National public defender day is slated for today, March 18th this year, and it is a good time to consider the state of our system of public defense – a constitutionally guaranteed right for every person so unfortunate as to face our criminal justice system firsthand. Cuts to funding and harsh laws for drug abusers have led to an increase in criminals coming into the system, meaning the public defenders are more overworked and underpaid than before.

The Gideon v Wainwright case in 1963 cemented the constitutional right for attorneys for criminal defendants who were also indigent – those who cannot afford to pay for a lawyer shall be provided with one. But you would be hard-pressed to admit that SCOTUS in 1963 could have anticipated that the rate of incarceration across the country would quadruple since then, nor that nearly 90% of criminal defendants would qualify as indigent in 2016. Public defenders are the first and last lines of defense for poor criminal defendants, and yet funding is scarce – and becoming less available by the day. In 2008, the American Bar Association estimated that most state governments spent just over 2% of their $200 billion budget on criminal justice. Missouri’s public defender office is funded entirely by the state – and the governor has continuously blocked legislation which would cap the workload of public defenders as well as increase their funding. In Cole County, the attorneys in the public defender’s office work more than 225% above the recommended caseload limits. The state budget pays about $356 per case – 49th out of 50 states per capita indigent funding. As a result, the ACLU has recently filed a suit against Missouri for failure to adequately represent indigent defendants. In Louisiana, the problem is stark: the public defender’s office can no longer provide adequate counsel to the poorest defendants, resulting in courts randomly assigning cases to any lawyer in the area – even those who practice only civil law, like property or personal injury.

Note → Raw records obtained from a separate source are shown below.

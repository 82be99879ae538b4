use crate::core_api::{CoreError, CoreErrorCode, ImportUnit, ParseResult, SourceMetadata};
use crate::format::RosterFormat;
use crate::roster::{Force, Roster, Selection};

/// Flattens a roster into caller-facing units plus list metadata.
///
/// Only the first top-level force is read. Its own `unit` selections come
/// first, then those of each nested force in document order, recursing
/// pre-order through deeper nesting. Selections inside a selection are never
/// visited.
pub fn extract(roster: &Roster, format: RosterFormat) -> Result<ParseResult, CoreError> {
    let Some(force) = roster.forces.first() else {
        return Err(CoreError::new(
            CoreErrorCode::NoForces,
            format!("roster {:?} has no forces", roster.name),
        ));
    };
    if roster.forces.len() > 1 {
        log::debug!(
            "roster {:?} has {} top-level forces; only the first is imported",
            roster.name,
            roster.forces.len()
        );
    }

    let units = extract_units(force);
    log::debug!(
        "extracted {} units from force {:?} ({} nested forces)",
        units.len(),
        force.name,
        force.forces.len()
    );

    Ok(ParseResult {
        format,
        list_name: roster.name.clone(),
        faction: force.catalogue_name.clone(),
        game_system: roster.game_system_name.clone(),
        total_points: roster.points(),
        units,
        source: SourceMetadata {
            generator: generator_label(roster),
            data_revision: roster.game_system_revision.clone(),
        },
    })
}

pub fn extract_units(force: &Force) -> Vec<ImportUnit> {
    let mut out = Vec::new();
    collect_force_units(force, &mut out);
    out
}

fn collect_force_units(force: &Force, out: &mut Vec<ImportUnit>) {
    out.extend(force.unit_selections().map(import_unit));
    for nested in &force.forces {
        collect_force_units(nested, out);
    }
}

fn import_unit(selection: &Selection) -> ImportUnit {
    ImportUnit {
        name: selection.name.clone(),
        quantity: selection.number,
        points_cost: selection.points(),
        categories: selection.category_names(),
    }
}

fn generator_label(roster: &Roster) -> String {
    if !roster.generated_by.is_empty() {
        return roster.generated_by.clone();
    }
    if !roster.battle_scribe_version.is_empty() {
        return format!("BattleScribe {}", roster.battle_scribe_version);
    }
    String::new()
}

#[cfg(test)]
mod tests {
    use super::*;
    use crate::roster::{Category, Cost, SelectionKind};

    fn selection(name: &str, kind: SelectionKind, number: u32, points: Option<f64>) -> Selection {
        Selection {
            name: name.to_string(),
            kind,
            number,
            costs: points
                .map(|value| {
                    vec![Cost {
                        name: "pts".to_string(),
                        type_id: "points".to_string(),
                        value,
                    }]
                })
                .unwrap_or_default(),
            ..Selection::default()
        }
    }

    fn unit(name: &str, points: f64) -> Selection {
        selection(name, SelectionKind::Unit, 1, Some(points))
    }

    fn force(name: &str, selections: Vec<Selection>, forces: Vec<Force>) -> Force {
        Force {
            name: name.to_string(),
            catalogue_name: "Testers".to_string(),
            selections,
            forces,
            ..Force::default()
        }
    }

    fn names(units: &[ImportUnit]) -> Vec<&str> {
        units.iter().map(|u| u.name.as_str()).collect()
    }

    #[test]
    fn top_level_units_precede_regiment_units() {
        let army = force(
            "Army",
            vec![
                selection("Battle Traits", SelectionKind::Upgrade, 1, None),
                unit("Totem", 20.0),
                unit("Lone Hero", 100.0),
            ],
            vec![
                force("Regiment 1", vec![unit("A", 1.0), unit("B", 2.0)], vec![]),
                force("Regiment 2", vec![unit("C", 3.0)], vec![]),
            ],
        );

        let units = extract_units(&army);
        assert_eq!(names(&units), vec!["Totem", "Lone Hero", "A", "B", "C"]);
    }

    #[test]
    fn deeper_nesting_is_visited_pre_order() {
        let army = force(
            "Army",
            vec![unit("Top", 1.0)],
            vec![
                force(
                    "Outer",
                    vec![unit("Outer Unit", 1.0)],
                    vec![force("Inner", vec![unit("Inner Unit", 1.0)], vec![])],
                ),
                force("Sibling", vec![unit("Sibling Unit", 1.0)], vec![]),
            ],
        );

        let units = extract_units(&army);
        assert_eq!(
            names(&units),
            vec!["Top", "Outer Unit", "Inner Unit", "Sibling Unit"]
        );
    }

    #[test]
    fn nested_selections_are_never_emitted() {
        let mut boss = unit("Boss", 150.0);
        boss.selections = vec![
            selection("General", SelectionKind::Upgrade, 1, Some(0.0)),
            unit("Bodyguard", 60.0),
            selection("Boss Model", SelectionKind::Model, 1, None),
        ];
        let army = force("Army", vec![boss], vec![]);

        let units = extract_units(&army);
        assert_eq!(names(&units), vec!["Boss"]);
        assert_eq!(units[0].points_cost, 150.0);
    }

    #[test]
    fn missing_points_cost_is_zero() {
        let army = force(
            "Army",
            vec![selection("Free Unit", SelectionKind::Unit, 3, None)],
            vec![],
        );
        let units = extract_units(&army);
        assert_eq!(units[0].points_cost, 0.0);
        assert_eq!(units[0].quantity, 3);
    }

    #[test]
    fn categories_are_own_and_verbatim() {
        let mut hero = unit("Hero", 10.0);
        hero.categories = ["HERO", "INFANTRY", "HERO"]
            .into_iter()
            .map(|name| Category {
                name: name.to_string(),
                ..Category::default()
            })
            .collect();
        hero.selections = vec![Selection {
            categories: vec![Category {
                name: "WIZARD".to_string(),
                ..Category::default()
            }],
            ..selection("Upgrade", SelectionKind::Upgrade, 1, None)
        }];

        let units = extract_units(&force("Army", vec![hero], vec![]));
        assert_eq!(units[0].categories, vec!["HERO", "INFANTRY", "HERO"]);
    }

    #[test]
    fn same_name_units_are_not_merged() {
        let mut second = unit("Gutrippaz", 160.0);
        second.number = 2;
        let army = force("Army", vec![unit("Gutrippaz", 320.0), second], vec![]);

        let units = extract_units(&army);
        assert_eq!(units.len(), 2);
        assert_eq!(units[0].points_cost, 320.0);
        assert_eq!(units[1].points_cost, 160.0);
        assert_eq!(units[1].quantity, 2);
    }

    #[test]
    fn total_points_come_from_roster_not_units() {
        let roster = Roster {
            name: "Mismatch".to_string(),
            game_system_name: "Test System".to_string(),
            costs: vec![Cost {
                name: "pts".to_string(),
                type_id: "points".to_string(),
                value: 500.0,
            }],
            forces: vec![force("Army", vec![unit("Only", 100.0)], vec![])],
            ..Roster::default()
        };

        let result = extract(&roster, RosterFormat::Json).expect("roster should extract");
        assert_eq!(result.total_points, 500.0);
        assert_eq!(result.unit_points_total(), 100.0);
        assert_eq!(result.faction, "Testers");
    }

    #[test]
    fn only_first_force_is_used() {
        let roster = Roster {
            forces: vec![
                force("First", vec![unit("Kept", 1.0)], vec![]),
                force("Second", vec![unit("Ignored", 1.0)], vec![]),
            ],
            ..Roster::default()
        };
        let result = extract(&roster, RosterFormat::Xml).expect("roster should extract");
        assert_eq!(names(&result.units), vec!["Kept"]);
    }

    #[test]
    fn empty_forces_is_an_error() {
        let err = extract(&Roster::default(), RosterFormat::Xml).expect_err("no forces");
        assert_eq!(err.code, CoreErrorCode::NoForces);
    }

    #[test]
    fn generator_falls_back_to_battlescribe_version() {
        let mut roster = Roster {
            battle_scribe_version: "2.03".to_string(),
            forces: vec![force("Army", vec![], vec![])],
            ..Roster::default()
        };
        let result = extract(&roster, RosterFormat::Xml).expect("roster should extract");
        assert_eq!(result.source.generator, "BattleScribe 2.03");

        roster.generated_by = "https://newrecruit.eu".to_string();
        let result = extract(&roster, RosterFormat::Xml).expect("roster should extract");
        assert_eq!(result.source.generator, "https://newrecruit.eu");
    }
}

This is a crisis not just for criminal defendants and courts but lawyers as well. Lawyers are under an ethical duty to not represent a client which you cannot adequately advocate for. An insurance lawyer with no criminal defense experience representing a client facing jail time would be as close to malpractice as you could get. So what do these lawyers do when their own state court tells them to? Of course, for criminal defendants, it’s worse. Most of these defendants are sitting in jail until they can get an attorney to represent them at various hearings. In New Orleans, one judge ruled that indigent defendants who were on a ‘waitlist’ to be served by a public defender must be released until they can receive a proper defense. Other judges in Loiusiana, however, are less flexible. Most judges refuse to let defendants out unless expressly ordered by a higher court, and therefore, often conscript other attorneys to fill in the gaps. Judges have also decided to have ‘bulk hearings’ in order to expedite their docket. Up to 50 defendants can be convicted and sentenced at one time for major crimes while the single public defender appointed to represent them all has to parse through the facts and defenses for each of them. How this is in anyway what the Gideon court intended to protect Constitutionally mandated rights is beyond comprehension. If anyone had a question that incarceration was a money-making endeavor, looking at the state of public defense in this country could only solidify that suspicion.